Дух реваншизма и превосходство нации — неотъемлемая черта немецкого общественного сознания с приходом к власти нацистов. Но могла ли основная масса жителей Германии в пик гитлеровского триумфа подумать о том, что тяготы военных лишений и страданий обрушатся и на их головы? Об этом роман немецкого писателя Ремарка «Время жить и время умирать», изданного в 1954 году.

Мы уже вели речь о «Потерянном поколении» и биографических моментах жизни Эриха Марии Ремарка, когда более детально изучался роман «На западном фронте без перемен«, посвященный событиям Первой мировой войны. Теперь же речь пойдет о временах уже Второй мировой.

«Время жить и время умирать»

В этот раз Эрих Мария Ремарк забрасывает своего читателя в 1944 год. Уже позади переломная битва за Сталинград, и гитлеровская армия вынуждена стремительно отступать под натиском Красной Армии.

«Гул в ночи продолжался. Гул и вспышки на горизонте. Гребер посмотрел туда. Русские… Осенью 1941-го фюрер объявил, что им конец, и казалось, так оно и есть. Осенью 1942-го он твердил то же самое, и все еще казалось, что так оно и есть. Но грянуло необъяснимое – сперва под Москвой, потом в Сталинграде. Все неожиданно застопорилось. Прямо чертовщина какая-то. У русских вдруг опять появилась артиллерия. Начался гул на горизонте, который разметал все речи фюрера и уже не прекращался, а затем погнал перед собой немецкие дивизии, погнал обратно. Они не понимали, однако внезапно поползли слухи, что целые армейские корпуса отрезаны и сдались в плен, а вскоре каждый знал, что победы обернулись бегством.
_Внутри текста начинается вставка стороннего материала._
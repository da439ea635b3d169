//! Scenario input parameters.
//!
//! Every numeric field is either a scalar, replicated across the batch, or a
//! sequence with one value per scenario. A batch is described either by raw
//! net/IRS/LSM parameters or by already-aggregated entomological ones.

use emulator_spi::NetType;
use serde::{Deserialize, Serialize};

/// A scalar or per-scenario sequence of values.
#[derive(Debug, Clone, PartialEq, Serialize, Deserialize)]
#[serde(untagged)]
pub enum Param {
    Scalar(f64),
    Series(Vec<f64>),
}

impl Param {
    /// Sequence length, or `None` for a scalar.
    pub fn len(&self) -> Option<usize> {
        match self {
            Param::Scalar(_) => None,
            Param::Series(values) => Some(values.len()),
        }
    }

    /// Value for batch row `row` once the batch length is known.
    ///
    /// Scalars and single-element sequences broadcast to every row. The
    /// caller is expected to have checked the sequence length first.
    pub fn value_at(&self, row: usize) -> f64 {
        match self {
            Param::Scalar(v) => *v,
            Param::Series(values) if values.len() == 1 => values[0],
            Param::Series(values) => values[row],
        }
    }
}

impl From<f64> for Param {
    fn from(value: f64) -> Self {
        Param::Scalar(value)
    }
}

impl From<Vec<f64>> for Param {
    fn from(values: Vec<f64>) -> Self {
        Param::Series(values)
    }
}

impl From<&[f64]> for Param {
    fn from(values: &[f64]) -> Self {
        Param::Series(values.to_vec())
    }
}

impl<const N: usize> From<[f64; N]> for Param {
    fn from(values: [f64; N]) -> Self {
        Param::Series(values.to_vec())
    }
}

/// Raw intervention parameters, aggregated into efficacy inputs when built.
///
/// Net usages are given per net type by short code. Future usages default
/// to the current ones and `res_future` defaults to `res_use`.
#[derive(Debug, Clone, PartialEq, Serialize, Deserialize)]
#[serde(default)]
pub struct RawNetParameters {
    /// Pyrethroid resistance level
    pub res_use: Param,
    pub res_future: Option<Param>,
    pub py_only: Option<Param>,
    pub py_pbo: Option<Param>,
    pub py_pyrrole: Option<Param>,
    pub py_ppf: Option<Param>,
    pub py_only_future: Option<Param>,
    pub py_pbo_future: Option<Param>,
    pub py_pyrrole_future: Option<Param>,
    pub py_ppf_future: Option<Param>,
    /// Baseline parasite prevalence, converted to EIR during build
    pub prev: Param,
    #[serde(rename = "Q0")]
    pub q0: Param,
    pub phi: Param,
    pub season: Param,
    pub routine: Param,
    pub irs: Param,
    pub irs_future: Param,
    pub lsm: Param,
    pub scenario_tag: Option<Vec<String>>,
}

impl Default for RawNetParameters {
    fn default() -> Self {
        Self {
            res_use: Param::Scalar(0.0),
            res_future: None,
            py_only: None,
            py_pbo: None,
            py_pyrrole: None,
            py_ppf: None,
            py_only_future: None,
            py_pbo_future: None,
            py_pyrrole_future: None,
            py_ppf_future: None,
            prev: Param::Scalar(0.0),
            q0: Param::Scalar(0.92),
            phi: Param::Scalar(0.85),
            season: Param::Scalar(0.0),
            routine: Param::Scalar(0.0),
            irs: Param::Scalar(0.0),
            irs_future: Param::Scalar(0.0),
            lsm: Param::Scalar(0.0),
            scenario_tag: None,
        }
    }
}

impl RawNetParameters {
    /// Current-period net usages that were supplied, keyed by net type.
    pub fn net_usage(&self) -> Vec<(NetType, &Param)> {
        supplied([
            (NetType::PyrethroidOnly, &self.py_only),
            (NetType::PyrethroidPbo, &self.py_pbo),
            (NetType::PyrethroidPyrrole, &self.py_pyrrole),
            (NetType::PyrethroidPpf, &self.py_ppf),
        ])
    }

    /// Future-period net usages, or `None` when no future usage was supplied.
    pub fn future_net_usage(&self) -> Option<Vec<(NetType, &Param)>> {
        let future = supplied([
            (NetType::PyrethroidOnly, &self.py_only_future),
            (NetType::PyrethroidPbo, &self.py_pbo_future),
            (NetType::PyrethroidPyrrole, &self.py_pyrrole_future),
            (NetType::PyrethroidPpf, &self.py_ppf_future),
        ]);
        (!future.is_empty()).then_some(future)
    }

    /// All supplied numeric fields by input name, for shape checks.
    pub fn fields(&self) -> Vec<(&'static str, &Param)> {
        let mut fields = vec![
            ("res_use", &self.res_use),
            ("prev", &self.prev),
            ("Q0", &self.q0),
            ("phi", &self.phi),
            ("season", &self.season),
            ("routine", &self.routine),
            ("irs", &self.irs),
            ("irs_future", &self.irs_future),
            ("lsm", &self.lsm),
        ];
        let optional = [
            ("res_future", &self.res_future),
            ("py_only", &self.py_only),
            ("py_pbo", &self.py_pbo),
            ("py_pyrrole", &self.py_pyrrole),
            ("py_ppf", &self.py_ppf),
            ("py_only_future", &self.py_only_future),
            ("py_pbo_future", &self.py_pbo_future),
            ("py_pyrrole_future", &self.py_pyrrole_future),
            ("py_ppf_future", &self.py_ppf_future),
        ];
        fields.extend(
            optional
                .into_iter()
                .filter_map(|(name, param)| param.as_ref().map(|p| (name, p))),
        );
        fields
    }
}

fn supplied<'a>(entries: [(NetType, &'a Option<Param>); 4]) -> Vec<(NetType, &'a Param)> {
    entries
        .into_iter()
        .filter_map(|(net, param)| param.as_ref().map(|p| (net, p)))
        .collect()
}

/// Pre-aggregated entomological parameters, used as-is.
#[derive(Debug, Clone, PartialEq, Serialize, Deserialize)]
pub struct AggregatedParameters {
    pub eir: Param,
    pub dn0_use: Param,
    pub dn0_future: Param,
    #[serde(rename = "Q0")]
    pub q0: Param,
    pub phi_bednets: Param,
    pub seasonal: Param,
    pub routine: Param,
    pub itn_use: Param,
    pub irs_use: Param,
    pub itn_future: Param,
    pub irs_future: Param,
    pub lsm: Param,
    #[serde(default)]
    pub scenario_tag: Option<Vec<String>>,
}

impl AggregatedParameters {
    /// All numeric fields by input name, for shape checks.
    pub fn fields(&self) -> Vec<(&'static str, &Param)> {
        vec![
            ("eir", &self.eir),
            ("dn0_use", &self.dn0_use),
            ("dn0_future", &self.dn0_future),
            ("Q0", &self.q0),
            ("phi_bednets", &self.phi_bednets),
            ("seasonal", &self.seasonal),
            ("routine", &self.routine),
            ("itn_use", &self.itn_use),
            ("irs_use", &self.irs_use),
            ("itn_future", &self.itn_future),
            ("irs_future", &self.irs_future),
            ("lsm", &self.lsm),
        ]
    }
}

/// Scenario inputs in either supported shape.
#[derive(Debug, Clone, PartialEq, Serialize, Deserialize)]
#[serde(tag = "kind", rename_all = "snake_case")]
pub enum ScenarioParameters {
    Raw(RawNetParameters),
    Aggregated(AggregatedParameters),
}

impl From<RawNetParameters> for ScenarioParameters {
    fn from(params: RawNetParameters) -> Self {
        ScenarioParameters::Raw(params)
    }
}

impl From<AggregatedParameters> for ScenarioParameters {
    fn from(params: AggregatedParameters) -> Self {
        ScenarioParameters::Aggregated(params)
    }
}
Бегством, как в Африке, когда до Каира было уже рукой подать.»

В такой обстановке сюжет фокусируется на рядовом немецком солдате — Эрнсте Гребере, который вместе со своими сослуживцами вынужден вести боевые действия в ужасающих условиях и порой выполнять не совсем гуманные приказы. Гребер истощен как физически, так и эмоционально. Война для него длится беспрерывно уже второй год. В самый разгар наступления советских войск Эрнст получает увольнительную и отправляется в свой родной город Верден, навестить родителей.

Вернувшись в родные кварталы, Гребер приходит в ужас — Верден практически разбомблен, дом превратился в руины, а семья вовсе пропала без вести. Обездоленному солдату остается лишь надеяться и продолжать поиски родных, наводя справки у местного населения. Судьба сводит его с девушкой Элизабет Крузе, дочерью осужденного и отправленного в концлагерь доктора. Вместе им суждено осознать в каком фатальном положении находится их страна.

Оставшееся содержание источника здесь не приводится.